Terry J. Reedy added the comment:

Performance enhancements do not normally go in bugfix releases. The issue of 
quadratic performance of sum(sequences, null_seq) is known, which is why the 
doc says that sum() is for numbers and recommends .join for strings and 
itertools.chain for other sequences.

sum([[1,2,3]]*n, []) == [1,2,3]*n == list(chain.from_iterable([[1,2,3]]*n))

For n = 1000000, the second takes a blink of an eye and the third under a 
second. So there is no issue for properly written code.

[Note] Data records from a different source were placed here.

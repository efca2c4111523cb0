//! Random forest of CART trees for binary classification.
//!
//! Trees split on Gini impurity, draw a bootstrap sample of the training rows
//! and consider `floor(sqrt(n_features))` candidate features per node.
//! Constant candidates do not count against that budget. Each tree gets its own
//! seed drawn up-front from the forest seed, so training is deterministic even
//! though trees are fitted in parallel.

use crate::error::TrainError;
use ndarray::{Array2, ArrayView1};
use rand::rngs::StdRng;
use rand::seq::SliceRandom;
use rand::{Rng, SeedableRng};
use rayon::prelude::*;
use serde::{Deserialize, Serialize};
use tracing::debug;

const MIN_IMPURITY_DECREASE: f64 = 1e-12;

#[derive(Debug, Clone, Copy, PartialEq, Eq, Hash, Serialize, Deserialize)]
pub struct ForestParams {
    pub n_trees: usize,
    pub min_samples_split: usize,
    pub max_depth: Option<usize>,
    pub seed: u64,
}

impl Default for ForestParams {
    fn default() -> Self {
        Self { n_trees: 150, min_samples_split: 10, max_depth: None, seed: 42 }
    }
}

impl ForestParams {
    fn validate(&self) -> Result<(), TrainError> {
        if self.n_trees == 0 {
            return Err(TrainError::Params { message: "n_trees must be positive".into(), context: None });
        }
        if self.min_samples_split < 2 {
            return Err(TrainError::Params {
                message: format!("min_samples_split must be at least 2, got {}", self.min_samples_split)
                    .into(),
                context: None,
            });
        }
        if self.max_depth == Some(0) {
            return Err(TrainError::Params { message: "max_depth must be positive".into(), context: None });
        }
        Ok(())
    }
}

#[derive(Debug, Clone, PartialEq, Serialize, Deserialize)]
enum Node {
    Leaf { proba: f64 },
    Split { feature: usize, threshold: f64, left: usize, right: usize },
}

#[derive(Debug, Clone, PartialEq, Serialize, Deserialize)]
pub struct DecisionTree {
    nodes: Vec<Node>,
}

struct TreeBuilder<'a> {
    x: &'a Array2<f64>,
    y: &'a [bool],
    params: &'a ForestParams,
    max_features: usize,
    rng: StdRng,
    nodes: Vec<Node>,
}

fn gini(positives: usize, total: usize) -> f64 {
    if total == 0 {
        return 0.0;
    }
    let p = positives as f64 / total as f64;
    2.0 * p * (1.0 - p)
}

impl TreeBuilder<'_> {
    fn build(&mut self, rows: Vec<usize>, depth: usize) -> usize {
        let total = rows.len();
        let positives = rows.iter().filter(|&&r| self.y[r]).count();
        let proba = positives as f64 / total as f64;

        let exhausted = self.params.max_depth.is_some_and(|max| depth >= max);
        let split = if total < self.params.min_samples_split
            || positives == 0
            || positives == total
            || exhausted
        {
            None
        } else {
            self.best_split(&rows, positives)
        };

        let Some((feature, threshold)) = split else {
            self.nodes.push(Node::Leaf { proba });
            return self.nodes.len() - 1;
        };

        let (left_rows, right_rows): (Vec<usize>, Vec<usize>) =
            rows.into_iter().partition(|&r| self.x[[r, feature]] <= threshold);

        let id = self.nodes.len();
        self.nodes.push(Node::Leaf { proba });
        let left = self.build(left_rows, depth + 1);
        let right = self.build(right_rows, depth + 1);
        self.nodes[id] = Node::Split { feature, threshold, left, right };
        id
    }

    /// Best (feature, threshold) by weighted Gini, or `None` when nothing improves the node.
    fn best_split(&mut self, rows: &[usize], positives: usize) -> Option<(usize, f64)> {
        let total = rows.len();
        let parent = gini(positives, total);

        let mut features: Vec<usize> = (0..self.x.ncols()).collect();
        features.shuffle(&mut self.rng);

        let mut best: Option<(usize, f64, f64)> = None;
        let mut evaluated = 0;
        let mut column: Vec<(f64, bool)> = Vec::with_capacity(total);

        for feature in features {
            if evaluated >= self.max_features {
                break;
            }

            column.clear();
            column.extend(rows.iter().map(|&r| (self.x[[r, feature]], self.y[r])));
            column.sort_unstable_by(|a, b| a.0.total_cmp(&b.0));

            if column[0].0 >= column[total - 1].0 {
                continue;
            }
            evaluated += 1;

            let mut left_pos = 0;
            for i in 0..total - 1 {
                if column[i].1 {
                    left_pos += 1;
                }
                let (value, next) = (column[i].0, column[i + 1].0);
                if value >= next {
                    continue;
                }

                let left_n = i + 1;
                let right_n = total - left_n;
                let impurity = (left_n as f64 * gini(left_pos, left_n)
                    + right_n as f64 * gini(positives - left_pos, right_n))
                    / total as f64;

                if best.is_none_or(|(_, _, score)| impurity < score) {
                    let mid = value + (next - value) / 2.0;
                    let threshold = if mid < next { mid } else { value };
                    best = Some((feature, threshold, impurity));
                }
            }
        }

        best.filter(|(_, _, impurity)| parent - impurity > MIN_IMPURITY_DECREASE)
            .map(|(feature, threshold, _)| (feature, threshold))
    }
}

impl DecisionTree {
    fn fit(x: &Array2<f64>, y: &[bool], params: &ForestParams, max_features: usize, seed: u64) -> Self {
        let mut rng = StdRng::seed_from_u64(seed);
        let n = x.nrows();
        let bootstrap: Vec<usize> = (0..n).map(|_| rng.random_range(0..n)).collect();

        let mut builder = TreeBuilder { x, y, params, max_features, rng, nodes: Vec::new() };
        builder.build(bootstrap, 0);
        Self { nodes: builder.nodes }
    }

    /// Fraction of poisonous training samples in the leaf reached by `row`.
    #[must_use]
    pub fn predict_proba_row(&self, row: ArrayView1<'_, f64>) -> f64 {
        let mut id = 0;
        loop {
            match &self.nodes[id] {
                Node::Leaf { proba } => return *proba,
                Node::Split { feature, threshold, left, right } => {
                    id = if row[*feature] <= *threshold { *left } else { *right };
                },
            }
        }
    }

    #[must_use]
    pub fn depth(&self) -> usize {
        fn walk(nodes: &[Node], id: usize) -> usize {
            match &nodes[id] {
                Node::Leaf { .. } => 0,
                Node::Split { left, right, .. } => 1 + walk(nodes, *left).max(walk(nodes, *right)),
            }
        }
        walk(&self.nodes, 0)
    }
}

#[derive(Debug, Clone, PartialEq, Serialize, Deserialize)]
pub struct RandomForest {
    trees: Vec<DecisionTree>,
    n_features: usize,
    params: ForestParams,
}

impl RandomForest {
    /// Fits `params.n_trees` trees on `x`/`y`.
    ///
    /// # Errors
    /// * [`TrainError::EmptyDataset`] for zero rows.
    /// * [`TrainError::Params`] for invalid hyperparameters.
    /// * [`TrainError::Internal`] when `x` and `y` disagree in length.
    pub fn fit(x: &Array2<f64>, y: &[bool], params: &ForestParams) -> Result<Self, TrainError> {
        params.validate()?;
        if x.nrows() == 0 || x.ncols() == 0 {
            return Err(TrainError::EmptyDataset {
                message: format!("cannot fit a forest on a {}x{} matrix", x.nrows(), x.ncols()).into(),
                context: None,
            });
        }
        if x.nrows() != y.len() {
            return Err(format!("{} feature rows but {} labels", x.nrows(), y.len()).into());
        }

        let max_features = (x.ncols() as f64).sqrt().floor().max(1.0) as usize;
        let mut master = StdRng::seed_from_u64(params.seed);
        let seeds: Vec<u64> = (0..params.n_trees).map(|_| master.random()).collect();

        let trees: Vec<DecisionTree> = seeds
            .into_par_iter()
            .map(|seed| DecisionTree::fit(x, y, params, max_features, seed))
            .collect();

        debug!(
            trees = trees.len(),
            rows = x.nrows(),
            features = x.ncols(),
            max_features,
            max_depth = trees.iter().map(DecisionTree::depth).max().unwrap_or_default(),
            "Random forest fitted"
        );

        Ok(Self { trees, n_features: x.ncols(), params: *params })
    }

    /// Mean of the per-tree leaf probabilities for every row.
    #[must_use]
    pub fn predict_proba(&self, x: &Array2<f64>) -> Vec<f64> {
        let n_trees = self.trees.len() as f64;
        x.outer_iter()
            .map(|row| self.trees.iter().map(|t| t.predict_proba_row(row)).sum::<f64>() / n_trees)
            .collect()
    }

    /// Poisonous when the mean probability is strictly above one half.
    #[must_use]
    pub fn predict(&self, x: &Array2<f64>) -> Vec<bool> {
        self.predict_proba(x).into_iter().map(|p| p > 0.5).collect()
    }

    #[must_use]
    pub fn n_trees(&self) -> usize {
        self.trees.len()
    }

    #[must_use]
    pub const fn n_features(&self) -> usize {
        self.n_features
    }

    #[must_use]
    pub const fn params(&self) -> &ForestParams {
        &self.params
    }
}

More generally,

sum(listlist, []) == list(chain.from_iterable(listlist))

The latter should be comparable in speed to your patch and has the advantage of 
not turning the iterator into a concrete list unless and until one actually 
needs a concrete list.

There are two disadvantages to doing the equivalent within sum:

1. People *will* move code that depends on the internal optimization to pythons 
that do not have it. And they *will* complain about their program 'freezing'. 
This already happened when the equivalent of str.join was built into sum. It is 
better to use 'proper' code that will work well enough on all CPython versions 
and other implementations.

2. It discourages people from carefully thinking about whether they actually 
need a concrete list or merely the iterator for a virtual list. The latter work 
for sequences that are too long to fit in memory.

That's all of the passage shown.